The young girl and her family were awakened and evacuated from the San Fernando Valley Rescue Mission’s homeless shelter in North Hollywood because of a fire on May 3, 2014. The fire destroyed the emergency family shelter, other buildings and most of the Mission’s vehicle fleet, in all causing $2.5 million in damage.
“It was absolutely terrifying. It was my first fire and it was so scary,” said Rodriguez, 15. As she and the other 14 evacuated families looked at the smoldering embers and charred remains of the buildings, each family having lost all or most of their remaining possessions, Rodriguez couldn’t help thinking to herself that night “if anything else could happen to me.”
Something good did come out of that awful night for Rodriguez and her family: a new, much bigger shelter in Northridge, known as “Home Again,” that was ceremoniously opened on Monday, June 29.
The two-story Family Resource Center, built upon 16,000 square feet, has a capacity of 90 beds — triple the amount at the North Hollywood shelter.Thirty of the beds are downstairs and comprise an emergency shelter. In addition there is a full-service, commercial kitchen and dining room; computer lab; laundry facilities; meeting rooms; family lounge; a playground, and garden.
Rodriguez and her family will be the only family burned out of the North Hollywood facility that will take up residence in the new shelter; the other families have gotten into their own apartments. But she believes her family will be ready to do the same very shortly.
“It’s an amazing experience. It is total amazing,” said Rodriguez, who will work as a volunteer at the new shelter. “There are so many people that care about you. It’s shocking that people care about you so much even though they don’t know you. They really want the best for you. It’s been an amazing experience.
“I’ve done so many things I probably wouldn’t have done if I’d never lived here, like going to Dodger Stadium and going on the field, after the fire.”
Mission Director Wade Trimmer said families won’t be moving into the new shelter for at least a couple of weeks. He said 30 families have been accepted initially, and there is a waiting list for other beds. “It makes sense to get used to the space first,” Trimmer said.
He said that families are allowed to stay in the emergency shelter for up to 90 days. Families assigned to the other beds can stay for up to 10 months. But, Trimmer said, families are also expected to get a job or jobs, and 80 percent of that income must be saved for when they have to eventually leave.
“In return, they get food and shelter, clothing if they need it — they get a lot of their needs taken care of,” Trimmer said. “And they also have to contribute while they’re here — not financially, but they work while they are here. They have chores to do. And that’s part of dignity.
“You can’t give people dignity by giving them everything. It actually strips them of dignity. When you get into a situation where you feel like a taker, where everything is given to you, it actually diminishes you as an individual.
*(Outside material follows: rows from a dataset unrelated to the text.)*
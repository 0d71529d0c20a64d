//! Live API protocol types
//!
//! JSON messages exchanged with the bidirectional Live streaming endpoint
//! over WebSocket.
//!
//! # Protocol Overview
//!
//! 1. Connect to `wss://generativelanguage.googleapis.com/ws/...BidiGenerateContent?key=...`
//! 2. Send `setup` (model, AUDIO response modality, transcription enabled)
//! 3. Receive `setupComplete`
//! 4. Stream microphone audio via `realtimeInput.mediaChunks`
//! 5. Receive `serverContent`: transcription fragments, speech audio,
//!    `turnComplete`, `interrupted`

use serde::{Deserialize, Serialize};

use crate::audio::PcmBlob;

/// Live API WebSocket endpoint (API key appended as `key` query parameter)
pub const LIVE_API_URL: &str = "wss://generativelanguage.googleapis.com/ws/google.ai.generativelanguage.v1beta.GenerativeService.BidiGenerateContent";

/// Session setup parameters
#[derive(Debug, Clone, Serialize, Deserialize)]
#[serde(rename_all = "camelCase")]
pub struct SetupConfig {
    /// Fully qualified model name, e.g. `models/gemini-...`
    pub model: String,

    pub generation_config: GenerationConfig,

    #[serde(skip_serializing_if = "Option::is_none")]
    pub system_instruction: Option<Content>,

    /// Empty object enables transcription of the user's speech
    #[serde(skip_serializing_if = "Option::is_none")]
    pub input_audio_transcription: Option<TranscriptionConfig>,

    /// Empty object enables transcription of the model's speech
    #[serde(skip_serializing_if = "Option::is_none")]
    pub output_audio_transcription: Option<TranscriptionConfig>,
}

impl SetupConfig {
    /// Audio-out session with both transcription directions enabled
    pub fn audio_session(
        model: &str,
        system_instruction: Option<&str>,
        voice_name: Option<&str>,
    ) -> Self {
        Self {
            model: model.to_string(),
            generation_config: GenerationConfig {
                response_modalities: vec!["AUDIO".to_string()],
                speech_config: voice_name.map(SpeechConfig::prebuilt),
            },
            system_instruction: system_instruction
                .filter(|s| !s.trim().is_empty())
                .map(Content::text),
            input_audio_transcription: Some(TranscriptionConfig {}),
            output_audio_transcription: Some(TranscriptionConfig {}),
        }
    }
}

#[derive(Debug, Clone, Serialize, Deserialize)]
#[serde(rename_all = "camelCase")]
pub struct GenerationConfig {
    pub response_modalities: Vec<String>,

    #[serde(skip_serializing_if = "Option::is_none")]
    pub speech_config: Option<SpeechConfig>,
}

#[derive(Debug, Clone, Serialize, Deserialize)]
#[serde(rename_all = "camelCase")]
pub struct SpeechConfig {
    pub voice_config: VoiceConfig,
}

impl SpeechConfig {
    fn prebuilt(voice_name: &str) -> Self {
        Self {
            voice_config: VoiceConfig {
                prebuilt_voice_config: PrebuiltVoiceConfig {
                    voice_name: voice_name.to_string(),
                },
            },
        }
    }
}

#[derive(Debug, Clone, Serialize, Deserialize)]
#[serde(rename_all = "camelCase")]
pub struct VoiceConfig {
    pub prebuilt_voice_config: PrebuiltVoiceConfig,
}

#[derive(Debug, Clone, Serialize, Deserialize)]
#[serde(rename_all = "camelCase")]
pub struct PrebuiltVoiceConfig {
    pub voice_name: String,
}

/// Transcription toggle (no options yet)
#[derive(Debug, Clone, Default, Serialize, Deserialize)]
pub struct TranscriptionConfig {}

/// A multi-part content block
#[derive(Debug, Clone, Default, Serialize, Deserialize)]
#[serde(rename_all = "camelCase")]
pub struct Content {
    #[serde(default, skip_serializing_if = "Option::is_none")]
    pub role: Option<String>,
    #[serde(default)]
    pub parts: Vec<Part>,
}

impl Content {
    pub fn text(text: &str) -> Self {
        Self {
            role: None,
            parts: vec![Part {
                text: Some(text.to_string()),
                inline_data: None,
            }],
        }
    }
}

#[derive(Debug, Clone, Default, Serialize, Deserialize)]
#[serde(rename_all = "camelCase")]
pub struct Part {
    #[serde(default, skip_serializing_if = "Option::is_none")]
    pub text: Option<String>,
    #[serde(default, skip_serializing_if = "Option::is_none")]
    pub inline_data: Option<PcmBlob>,
}

// ============================================================================
// Client Messages (sent TO the service)
// ============================================================================

/// Messages sent from client to the Live API
///
/// Externally tagged: `{"setup": {...}}` / `{"realtimeInput": {...}}`.
#[derive(Debug, Clone, Serialize)]
#[serde(rename_all = "camelCase")]
pub enum ClientMessage {
    /// First message on every connection
    Setup(SetupConfig),

    /// Streamed microphone audio
    RealtimeInput(RealtimeInput),
}

#[derive(Debug, Clone, Serialize)]
#[serde(rename_all = "camelCase")]
pub struct RealtimeInput {
    pub media_chunks: Vec<PcmBlob>,
}

impl ClientMessage {
    pub fn setup(config: SetupConfig) -> Self {
        Self::Setup(config)
    }

    /// Wrap one encoded microphone chunk
    pub fn audio(chunk: PcmBlob) -> Self {
        Self::RealtimeInput(RealtimeInput {
            media_chunks: vec![chunk],
        })
    }
}

// ============================================================================
// Server Messages (received FROM the service)
// ============================================================================

/// Messages received from the Live API
///
/// The service sends one object per frame with exactly one populated field;
/// unknown fields (usage metadata, tool calls) are ignored.
#[derive(Debug, Clone, Default, Deserialize)]
#[serde(rename_all = "camelCase")]
pub struct ServerMessage {
    #[serde(default)]
    pub setup_complete: Option<serde_json::Value>,

    #[serde(default)]
    pub server_content: Option<ServerContent>,

    #[serde(default)]
    pub go_away: Option<GoAway>,

    #[serde(default)]
    pub error: Option<ErrorInfo>,
}

#[derive(Debug, Clone, Default, Deserialize)]
#[serde(rename_all = "camelCase")]
pub struct ServerContent {
    #[serde(default)]
    pub model_turn: Option<Content>,

    #[serde(default)]
    pub turn_complete: bool,

    #[serde(default)]
    pub interrupted: bool,

    #[serde(default)]
    pub input_transcription: Option<Transcription>,

    #[serde(default)]
    pub output_transcription: Option<Transcription>,
}

/// One transcription fragment
#[derive(Debug, Clone, Default, Deserialize)]
#[serde(rename_all = "camelCase")]
pub struct Transcription {
    #[serde(default)]
    pub text: String,

    /// Set on the last fragment of an utterance
    #[serde(default)]
    pub finished: bool,
}

/// Server announces it will close the connection soon
#[derive(Debug, Clone, Default, Deserialize)]
#[serde(rename_all = "camelCase")]
pub struct GoAway {
    #[serde(default)]
    pub time_left: Option<String>,
}

/// Error information from the API
#[derive(Debug, Clone, Default, Deserialize)]
pub struct ErrorInfo {
    #[serde(default)]
    pub code: Option<i64>,

    #[serde(default)]
    pub message: String,

    #[serde(default)]
    pub status: Option<String>,
}

/// Inbound events the session orchestrator reacts to
#[derive(Debug, Clone, PartialEq)]
pub enum TransportEvent {
    /// Fragment of the user's speech transcript
    InputTranscript { text: String, finished: bool },
    /// Fragment of the agent's speech transcript
    OutputTranscript { text: String },
    /// Synthesized speech chunk (base64 PCM16 + MIME descriptor)
    SpeechAudio { data: String, mime_type: String },
    /// The remote side finished its turn
    TurnComplete,
    /// The remote side cut off its own speech (barge-in)
    Interrupted,
    /// Mid-session failure reported by the transport
    Error { message: String },
    /// The connection closed
    Closed { reason: String },
}

impl ServerMessage {
    pub fn is_setup_complete(&self) -> bool {
        self.setup_complete.is_some()
    }

    /// Split one server message into ordered session events
    ///
    /// Order within a message: input transcript, output transcript, speech
    /// audio, interrupt, turn complete.
    pub fn into_events(self) -> Vec<TransportEvent> {
        let mut events = Vec::new();

        if let Some(error) = self.error {
            events.push(TransportEvent::Error {
                message: error.message,
            });
        }

        if let Some(go_away) = self.go_away {
            log::warn!(
                "Live API: server going away (time left: {})",
                go_away.time_left.as_deref().unwrap_or("unknown")
            );
        }

        let Some(content) = self.server_content else {
            return events;
        };

        if let Some(t) = content.input_transcription {
            if !t.text.is_empty() || t.finished {
                events.push(TransportEvent::InputTranscript {
                    text: t.text,
                    finished: t.finished,
                });
            }
        }

        if let Some(t) = content.output_transcription {
            if !t.text.is_empty() {
                events.push(TransportEvent::OutputTranscript { text: t.text });
            }
        }

        if let Some(turn) = content.model_turn {
            for part in turn.parts {
                if let Some(blob) = part.inline_data {
                    if blob.mime_type.starts_with("audio/") && !blob.data.is_empty() {
                        events.push(TransportEvent::SpeechAudio {
                            data: blob.data,
                            mime_type: blob.mime_type,
                        });
                    }
                }
            }
        }

        if content.interrupted {
            events.push(TransportEvent::Interrupted);
        }

        if content.turn_complete {
            events.push(TransportEvent::TurnComplete);
        }

        events
    }
}

#[cfg(test)]
mod tests {
    use super::*;
    use crate::audio::encode_input_block;

    #[test]
    fn test_setup_serialization() {
        let msg = ClientMessage::setup(SetupConfig::audio_session(
            "models/test-model",
            Some("Be nice."),
            None,
        ));
        let json = serde_json::to_string(&msg).unwrap();

        assert!(json.starts_with("{\"setup\":"));
        assert!(json.contains("\"model\":\"models/test-model\""));
        assert!(json.contains("\"responseModalities\":[\"AUDIO\"]"));
        assert!(json.contains("\"inputAudioTranscription\":{}"));
        assert!(json.contains("\"outputAudioTranscription\":{}"));
        assert!(json.contains("\"text\":\"Be nice.\""));
        assert!(!json.contains("speechConfig"));
    }

    #[test]
    fn test_setup_with_voice() {
        let config = SetupConfig::audio_session("models/m", None, Some("Puck"));
        let json = serde_json::to_string(&config).unwrap();

        assert!(json.contains("\"voiceName\":\"Puck\""));
        assert!(!json.contains("systemInstruction"));
    }

    #[test]
    fn test_realtime_input_serialization() {
        let msg = ClientMessage::audio(encode_input_block(&[0.0, 0.5]));
        let json = serde_json::to_string(&msg).unwrap();

        assert!(json.starts_with("{\"realtimeInput\":{\"mediaChunks\":[{"));
        assert!(json.contains("\"mimeType\":\"audio/pcm;rate=16000\""));
        assert!(json.contains("\"data\":\"AAAAQA==\""));
    }

    #[test]
    fn test_setup_complete_deserialization() {
        let msg: ServerMessage = serde_json::from_str(r#"{"setupComplete": {}}"#).unwrap();
        assert!(msg.is_setup_complete());
        assert!(msg.into_events().is_empty());
    }

    #[test]
    fn test_transcription_events() {
        let json = r#"{
            "serverContent": {
                "inputTranscription": {"text": "hel"},
                "outputTranscription": {"text": "Hi"}
            }
        }"#;
        let msg: ServerMessage = serde_json::from_str(json).unwrap();

        assert_eq!(
            msg.into_events(),
            vec![
                TransportEvent::InputTranscript {
                    text: "hel".to_string(),
                    finished: false
                },
                TransportEvent::OutputTranscript {
                    text: "Hi".to_string()
                },
            ]
        );
    }

    #[test]
    fn test_audio_and_turn_complete_ordering() {
        let json = r#"{
            "serverContent": {
                "modelTurn": {
                    "parts": [
                        {"inlineData": {"mimeType": "audio/pcm;rate=24000", "data": "AAA="}},
                        {"text": "thinking"}
                    ]
                },
                "turnComplete": true
            }
        }"#;
        let msg: ServerMessage = serde_json::from_str(json).unwrap();

        assert_eq!(
            msg.into_events(),
            vec![
                TransportEvent::SpeechAudio {
                    data: "AAA=".to_string(),
                    mime_type: "audio/pcm;rate=24000".to_string()
                },
                TransportEvent::TurnComplete,
            ]
        );
    }

    #[test]
    fn test_interrupted() {
        let msg: ServerMessage =
            serde_json::from_str(r#"{"serverContent": {"interrupted": true}}"#).unwrap();
        assert_eq!(msg.into_events(), vec![TransportEvent::Interrupted]);
    }

    #[test]
    fn test_finished_marker_without_text() {
        let msg: ServerMessage = serde_json::from_str(
            r#"{"serverContent": {"inputTranscription": {"finished": true}}}"#,
        )
        .unwrap();
        assert_eq!(
            msg.into_events(),
            vec![TransportEvent::InputTranscript {
                text: String::new(),
                finished: true
            }]
        );
    }

    #[test]
    fn test_error_message() {
        let msg: ServerMessage = serde_json::from_str(
            r#"{"error": {"code": 401, "message": "API key not valid", "status": "UNAUTHENTICATED"}}"#,
        )
        .unwrap();
        assert_eq!(
            msg.into_events(),
            vec![TransportEvent::Error {
                message: "API key not valid".to_string()
            }]
        );
    }

    #[test]
    fn test_unknown_fields_ignored() {
        let msg: ServerMessage = serde_json::from_str(
            r#"{"usageMetadata": {"totalTokenCount": 12}, "goAway": {"timeLeft": "10s"}}"#,
        )
        .unwrap();
        assert!(msg.into_events().is_empty());
    }
}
Your identity is stripped away. Everybody in the world is a giver. That’s the way we’re made.”
This will be the largest homeless shelter in the San Fernando Valley, Trimmer said. But lack of shelter and jobs remain pressing social issues in Los Angeles county. In May, the Los Angeles Homeless Services Authority (LAHSA) released the results of its biennial Los Angeles Homeless Count conducted in January, saying collected data showed a 16 percent increase in the number of homeless men, women and children in the Los Angeles Continuum of Care (Los Angeles County excluding Glendale, Pasadena and Long Beach) since 2013. It totaled 41,174 homeless persons in 2015, compared to 35,524 in 2013.
The LAHSA survey also said the number of homeless family members increased 12 percent, from 6,678 to 7,505, and that the number of tents, makeshift shelters and vehicles seen during the Count increased by 85 percent since 2013.
Los Angeles county isn’t the only place in the USA struggling to end homelessness.
John Ashmen, president of the Association of Gospel Rescue Missions (of which San Fernando Valley Rescue Mission is a member) said his association had 300 rescue missions trying to provide aid to homeless families.
“You’ll have an anomaly here and there but by and large every rescue mission is filled and overflowing every night,” Ashmen said. “Many cities have had 10-year plans to end homelessness. And when you go back and look at when they planned them, they’re revising them and revising them. It can be 20 years ago that they had a 10-year plan to end homelessness. Some of them are in their third decade now.”
Ninety beds won’t solve the problem in the Valley, much less L.A. county. And Trimmer and staff still have fundraising work to do. So far they have received $3 million in donations, about half of what’s needed to pay for the entire project.
But for lucky ones like Rodriguez and her family, there is a chance to get back on their feet.
“I am more than happy,” she said. “Words can not really explain how happy I am for this place. I’m so grateful for everything and to everyone who made it possible. This is amazing.”